Отдельные обители сотрудничают с государственными и негосударственными учебными заведениями, открывают в них домовые храмы, имеют возможность проводить учебные занятия теологического и культурологического направлений, иногда даже в рамках учебных планов. Умножается число семинарий, училищ, богословских и регентских курсов, открываемых при монастырях.

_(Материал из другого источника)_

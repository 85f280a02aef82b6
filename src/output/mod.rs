//! Output module for persisting crawl results
//!
//! This module handles:
//! - Writing the record set as JSON and CSV
//! - Downloading media assets referenced by records
//! - Summarizing a crawl for the terminal

mod assets;
mod csv_sink;
mod json_sink;
pub mod stats;
mod traits;

pub use assets::{extension_of, safe_file_name, AssetOutcome, AssetSink};
pub use csv_sink::CsvSink;
pub use json_sink::JsonSink;
pub use stats::{format_summary, print_summary, CrawlSummary};
pub use traits::{OutputError, OutputResult, RecordSink};

use crate::config::OutputConfig;
use crate::extract::Record;
use chrono::{DateTime, Local};
use std::path::{Path, PathBuf};

/// Inserts `_YYYYmmdd_HHMMSS` between a file stem and its extension
///
/// # Example
///
/// ```
/// use chrono::{Local, TimeZone};
/// use list_harvest::output::timestamped_path;
///
/// let at = Local.with_ymd_and_hms(2024, 3, 18, 9, 5, 0).unwrap();
/// let path = timestamped_path("out/blogs.json", at);
/// assert_eq!(path.to_str().unwrap(), "out/blogs_20240318_090500.json");
/// ```
pub fn timestamped_path(path: impl AsRef<Path>, at: DateTime<Local>) -> PathBuf {
    let path = path.as_ref();
    let stem = path
        .file_stem()
        .map(|s| s.to_string_lossy().into_owned())
        .unwrap_or_default();
    let stamp = at.format("%Y%m%d_%H%M%S");
    let name = match path.extension() {
        Some(ext) => format!("{}_{}.{}", stem, stamp, ext.to_string_lossy()),
        None => format!("{}_{}", stem, stamp),
    };
    path.with_file_name(name)
}

/// Builds the sinks named by the `[output]` section
pub fn sinks_from_config(config: &OutputConfig, at: DateTime<Local>) -> Vec<Box<dyn RecordSink>> {
    let resolve = |path: &str| {
        if config.timestamped {
            timestamped_path(path, at)
        } else {
            PathBuf::from(path)
        }
    };

    let mut sinks: Vec<Box<dyn RecordSink>> = Vec::new();
    if let Some(path) = &config.json_path {
        sinks.push(Box::new(JsonSink::new(resolve(path))));
    }
    if let Some(path) = &config.csv_path {
        sinks.push(Box::new(CsvSink::new(resolve(path))));
    }
    sinks
}

/// Writes records to every sink
///
/// Stops at the first failing sink.
pub fn persist(
    sinks: &[Box<dyn RecordSink>],
    columns: &[String],
    records: &[Record],
) -> OutputResult<()> {
    for sink in sinks {
        sink.write_records(columns, records)?;
        tracing::info!("Wrote {} records to {}", records.len(), sink.describe());
    }
    Ok(())
}

/// Creates the parent directory of an output path
pub fn ensure_parent(path: &Path) -> OutputResult<()> {
    if let Some(parent) = path.parent().filter(|p| !p.as_os_str().is_empty()) {
        std::fs::create_dir_all(parent)?;
    }
    Ok(())
}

С 2000 года в вузах Санкт-Петербурга проводятся просветительские научно-практические конференции и чтения – Кирилло-Мефодиевские, Покровские педагогические, Знаменские, Татьянинские и другие. Для дальнейшего развития просветительских и социальных программ в молодежной и студенческой среде создана Межвузовская ассоциация духовно-нравственного просвещения «Покров», учредителями которой стали 10 вузов Санкт-Петербурга, Духовная Академия и Совет ректоров. Просветительские и краеведческие программы проводятся также в детских оздоровительных лагерях. В Тервеническом монастыре, например, священник является тренером местных детишек по самбо.

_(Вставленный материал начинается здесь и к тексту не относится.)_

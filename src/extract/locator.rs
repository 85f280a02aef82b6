//! Block locator
//!
//! Finds the repeating item blocks of a listing page through an ordered chain
//! of strategies. Each stage runs only when every earlier stage found nothing:
//!
//! 1. `Selectors`: known "list container > item" shapes, first non-empty wins
//! 2. `ClassKeywords`: item-tag elements whose class names contain a keyword
//! 3. `LinkBearing`: every item-tag element that contains a link
//!
//! Precision drops at each stage, so a markup rewrite degrades the crawl
//! instead of silently returning nothing.

use crate::config::BlocksConfig;
use crate::extract::document::{class_contains_any, NamedSelector};
use crate::ConfigError;
use scraper::{ElementRef, Html};
use std::fmt;

/// One stage of the block location chain
#[derive(Debug, Clone)]
pub enum BlockStrategy {
    /// Ordered compound selectors; the first with any match wins
    Selectors(Vec<NamedSelector>),

    /// Item-tag elements whose class names contain one of the keywords
    ClassKeywords {
        tag: NamedSelector,
        keywords: Vec<String>,
    },

    /// Item-tag elements with at least one `<a>` descendant
    LinkBearing {
        tag: NamedSelector,
        link: NamedSelector,
    },
}

impl BlockStrategy {
    /// Short label used in logs and reports
    pub fn label(&self) -> &'static str {
        match self {
            Self::Selectors(_) => "selectors",
            Self::ClassKeywords { .. } => "class-keywords",
            Self::LinkBearing { .. } => "link-bearing",
        }
    }

    /// Runs this stage alone; returns the matching blocks and, for
    /// `Selectors`, the selector that produced them
    fn apply<'a>(&self, document: &'a Html) -> (Vec<ElementRef<'a>>, Option<String>) {
        match self {
            Self::Selectors(selectors) => {
                for selector in selectors {
                    let found = selector.select_in(document);
                    if !found.is_empty() {
                        return (found, Some(selector.as_str().to_string()));
                    }
                }
                (Vec::new(), None)
            }
            Self::ClassKeywords { tag, keywords } => {
                let found = tag
                    .select_in(document)
                    .into_iter()
                    .filter(|el| class_contains_any(*el, keywords))
                    .collect();
                (found, None)
            }
            Self::LinkBearing { tag, link } => {
                let found = tag
                    .select_in(document)
                    .into_iter()
                    .filter(|el| link.first_below(*el).is_some())
                    .collect();
                (found, None)
            }
        }
    }
}

/// Which stage produced a page's blocks
#[derive(Debug, Clone, PartialEq, Eq)]
pub struct LocatorStage {
    /// Position in the chain (0-based)
    pub index: usize,
    pub label: &'static str,
    /// The winning selector, for the `Selectors` stage
    pub selector: Option<String>,
}

impl fmt::Display for LocatorStage {
    fn fmt(&self, f: &mut fmt::Formatter<'_>) -> fmt::Result {
        match &self.selector {
            Some(selector) => write!(f, "{} '{}'", self.label, selector),
            None => write!(f, "{}", self.label),
        }
    }
}

/// Item blocks located on one page
#[derive(Debug)]
pub struct LocatedBlocks<'a> {
    /// Blocks in document order
    pub blocks: Vec<ElementRef<'a>>,
    /// None when no stage matched
    pub stage: Option<LocatorStage>,
}

impl<'a> LocatedBlocks<'a> {
    pub fn len(&self) -> usize {
        self.blocks.len()
    }

    pub fn is_empty(&self) -> bool {
        self.blocks.is_empty()
    }
}

/// Ordered chain of block strategies
#[derive(Debug, Clone)]
pub struct BlockLocator {
    strategies: Vec<BlockStrategy>,
}

impl BlockLocator {
    /// Creates a locator from an explicit strategy chain
    pub fn new(strategies: Vec<BlockStrategy>) -> Self {
        Self { strategies }
    }

    /// Builds the standard three-stage chain from the `[blocks]` section
    ///
    /// An empty selector list or keyword list drops that stage.
    pub fn from_config(config: &BlocksConfig) -> Result<Self, ConfigError> {
        let tag = NamedSelector::parse(&config.item_tag)?;
        let mut strategies = Vec::new();

        if !config.selectors.is_empty() {
            strategies.push(BlockStrategy::Selectors(NamedSelector::parse_all(
                &config.selectors,
            )?));
        }

        if !config.keywords.is_empty() {
            strategies.push(BlockStrategy::ClassKeywords {
                tag: tag.clone(),
                keywords: config.keywords.clone(),
            });
        }

        strategies.push(BlockStrategy::LinkBearing {
            tag,
            link: NamedSelector::parse("a")?,
        });

        Ok(Self::new(strategies))
    }

    pub fn strategies(&self) -> &[BlockStrategy] {
        &self.strategies
    }

    /// Locates item blocks, trying each stage in order
    ///
    /// Deterministic and side-effect free: the same document always yields
    /// the same blocks in document order.
    pub fn locate<'a>(&self, document: &'a Html) -> LocatedBlocks<'a> {
        for (index, strategy) in self.strategies.iter().enumerate() {
            let (blocks, selector) = strategy.apply(document);
            if blocks.is_empty() {
                tracing::trace!("Block stage {} found nothing", strategy.label());
                continue;
            }

            let stage = LocatorStage {
                index,
                label: strategy.label(),
                selector,
            };
            tracing::debug!("Located {} blocks with {}", blocks.len(), stage);
            return LocatedBlocks {
                blocks,
                stage: Some(stage),
            };
        }

        LocatedBlocks {
            blocks: Vec::new(),
            stage: None,
        }
    }
}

Такова распространенная работа, которую монашество проводит в сфере социального служения. К сожалению, объективная социально-экономическая ситуация в стране свидетельствует о том, что необходимость в подобной работе не только еще долго будет существовать, но с каждым годом будет увеличиваться. <…>
Астэр И. В. Современное русское православное монашество: социально-философский анализ. – СПб.: ООО «Архей», 2010. – С. 90–92, 101–105, 108–110, 166–168, 178.
1
«Исихазм в переводе с греческого языка означает покой, безмолвие и понимается в широком смысле как аскетическое учение о внутренней духовной сосредоточенности с помощью определенных приемов медитации, разработанное раннехристианскими отшельниками V в.» (Громов М. Н., Козлов Н. С. Русская философская мысль Х – ХV веков: учебное пособие. М., 1990. С. 138).
2
Умное делание. О молитве Иисусовой: Сборник поучений Святых Отцов и опытных ее делателей. М., 1994. С. 310
3
В целом, женские русские монастыри были гораздо беднее мужских и не только из-за патриархальной системы управления РПЦ, женщины не могли быть священниками, а доход от этой деятельности в большинстве мужских монастырей – основная статья прибыли.
4
Впрочем, не все общины преобразовывались в монастыри. Например, Крестовоздвиженская община создана в 1854 году русскими женщинами с единственной целью – подготовить сестер милосердия для осажденного Севастополя. Н. И. Пирогов оценил усилия патриоток и помог в деле обучения, в дальнейшем сестры доблестно проявили себя на войне и влились в русский Красный Крест. Как медицинское учреждение существовала в Петербурге Георгиевская община. Она тоже не стала монастырем, а превратилась в крупную больницу.
5
Женское монашество откликалось на все запросы общественного бытия: воспитанницы Чуфаровского монастыря как сестры милосердия участвовали в освобождении Болгарии от турецкого ига; сестры Кимляйского монастыря первыми в Троицком уезде наладили правильное медицинское обследование населения; сестры Краснослободского Успенского монастыря создали степендиальный фонд для учащихся духовного училища; сестры Куриловского монастыря организовали курсы пчеловодства, монахини Чуфаровского монастыря спасли от смерти тысячи людей во время голода конца XIX в., – тогда за монастырский стол садились за раз по 300–400 человек.
6
Смолич И. К. Русское монашество (988–1917). Приложение к «Истории Русской Церкви». М., 1997. С. 295.